God pointed out things I never saw before.
The peace that was in the woods…
Cathy remembers, “Those came out of her once or twice a week, at least.”
“She was so smart. It was difficult to stump her in trivia. And it didn’t happen very often. The first time I beat her in something she got mad at me.” Cathy laughs.
“She loved to have music, all right. I know her favorite song.” Cathy sings the first line of ‘How Great Thou Art’. “Her church people came every year and sang to her. We had a lady that used to come play piano for us, and they developed a special friendship through music. Marian loved this young lady.”

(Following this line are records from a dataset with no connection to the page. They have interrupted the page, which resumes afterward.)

//! Sensor observables.
//!
//! An observable owns one sensor, samples it when its timer wakes it, and
//! notifies registered observers when the smoothed value changes.

pub mod channel;
pub mod climate;
pub mod soil;
pub mod switch;

pub use channel::{Observer, ObserverSet};
pub use climate::ClimateObservable;
pub use soil::SoilObservable;
pub use switch::SwitchObservable;

/// An observable driven by the poll loop.
pub trait SensorObservable: Send {
    fn name(&self) -> &'static str;

    /// Handle a pending wake, if any. Returns true if observers were notified.
    fn check(&mut self) -> bool;

    /// Release the underlying sensor.
    fn close(&mut self);
}
//! Soil-moisture probe behind a 12-bit SPI ADC.
//!
//! The probe voltage is read through an MCP3208-style converter and mapped
//! linearly onto 0..=100 % between a "dry" and a "in water" raw value.

use super::MoistureSource;
use crate::error::{MonitorError, Result};
use crate::hardware::{GpioDriver, Level};
use log::{debug, info};
use serde::{Deserialize, Serialize};
use std::sync::Arc;

pub const DEFAULT_SPI_SPEED_HZ: u32 = 10_000_000;
pub const ADC_CHANNELS: u8 = 8;

/// Chip-select GPIO wired to an SPI channel (CE0, CE1).
pub fn chip_select_pin(spi_channel: u32) -> Option<u32> {
    match spi_channel {
        0 => Some(8),
        1 => Some(7),
        _ => None,
    }
}

/// Single-ended conversion request for `channel`.
fn conversion_request(channel: u8) -> [u8; 3] {
    [0x06 | (channel >> 2), (channel & 0x03) << 6, 0x00]
}

/// 12-bit SPI analog-to-digital converter.
pub struct SpiAdc<D: GpioDriver> {
    driver: Arc<D>,
    spi_channel: u32,
    chip_select: u32,
    speed_hz: u32,
}

impl<D: GpioDriver> SpiAdc<D> {
    pub fn new(driver: Arc<D>, spi_channel: u32, speed_hz: u32) -> Result<Self> {
        let chip_select = chip_select_pin(spi_channel).ok_or_else(|| {
            MonitorError::InvalidConfig(format!("no chip select for SPI channel {spi_channel}"))
        })?;
        Ok(Self {
            driver,
            spi_channel,
            chip_select,
            speed_hz,
        })
    }

    pub fn setup(&self) -> Result<()> {
        self.driver.initialize()?;
        self.driver.spi_open(self.spi_channel, self.speed_hz, 0)
    }

    /// Raw 12-bit conversion of one input channel.
    pub fn read(&self, channel: u8) -> Result<u16> {
        if channel >= ADC_CHANNELS {
            return Err(MonitorError::InvalidConfig(format!(
                "ADC channel {channel} out of range"
            )));
        }

        self.driver.digital_write(self.chip_select, Level::Low)?;
        let reply = self
            .driver
            .spi_transfer(self.spi_channel, &conversion_request(channel));
        self.driver.digital_write(self.chip_select, Level::High)?;

        match reply?.as_slice() {
            [_, high, low, ..] => Ok(u16::from(high & 0x0F) << 8 | u16::from(*low)),
            short => Err(MonitorError::Spi {
                channel: self.spi_channel,
                reason: format!("expected 3 reply bytes, got {}", short.len()),
            }),
        }
    }

    pub fn close(&self) {
        self.driver.spi_close(self.spi_channel);
    }
}

/// Raw ADC values of a dry probe and a probe standing in water.
#[derive(Debug, Clone, Copy, PartialEq, Eq, Serialize, Deserialize)]
#[serde(default)]
pub struct MoistureCalibration {
    pub dry: u16,
    pub water: u16,
}

impl Default for MoistureCalibration {
    fn default() -> Self {
        Self {
            dry: 4094,
            water: 2047,
        }
    }
}

impl MoistureCalibration {
    /// Moisture in percent, clamped to 0..=100.
    pub fn percent(&self, raw: u16) -> f64 {
        let span = f64::from(self.dry) - f64::from(self.water);
        let wet_share = (f64::from(raw) - f64::from(self.water)) * 100.0 / span;
        (100.0 - wet_share).clamp(0.0, 100.0)
    }
}

pub struct SoilSensor<D: GpioDriver> {
    adc: SpiAdc<D>,
    adc_channel: u8,
    calibration: MoistureCalibration,
}

impl<D: GpioDriver> SoilSensor<D> {
    pub fn new(adc: SpiAdc<D>, adc_channel: u8, calibration: MoistureCalibration) -> Self {
        Self {
            adc,
            adc_channel,
            calibration,
        }
    }

    pub fn setup(&mut self) -> Result<()> {
        self.adc.setup()?;
        info!(
            "Soil sensor ready on SPI channel {} (ADC input {})",
            self.adc.spi_channel, self.adc_channel
        );
        Ok(())
    }

    pub fn read(&mut self) -> Result<f64> {
        let raw = self.adc.read(self.adc_channel)?;
        let moisture = self.calibration.percent(raw);
        debug!("Soil ADC raw={} moisture={:.1}%", raw, moisture);
        Ok(moisture)
    }

    pub fn close(&mut self) {
        self.adc.close();
        info!("Soil sensor on SPI channel {} closed", self.adc.spi_channel);
    }
}

impl<D: GpioDriver> MoistureSource for SoilSensor<D> {
    fn read(&mut self) -> Result<f64> {
        SoilSensor::read(self)
    }

    fn close(&mut self) -> Result<()> {
        SoilSensor::close(self);
        Ok(())
    }
}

Marian and Cathy met while they were living in the same nursing home. Marian was unable to speak, and she usually communicated by pointing to letters on a card. But because Cathy is blind, she could not see these letters. Marian ‘said’ things to Cathy by tracing letters and other symbols onto Cathy’s palm; Marian was able to hear Cathy’s spoken words. “We made our own Braille system,” Cathy explains. “And people used to say, ‘How did you do that?’” Letter by letter, word by word, their relationship deepened into an enduring friendship.
Cathy re-folds the poem and puts it away. “She loved flowers. She loved life.”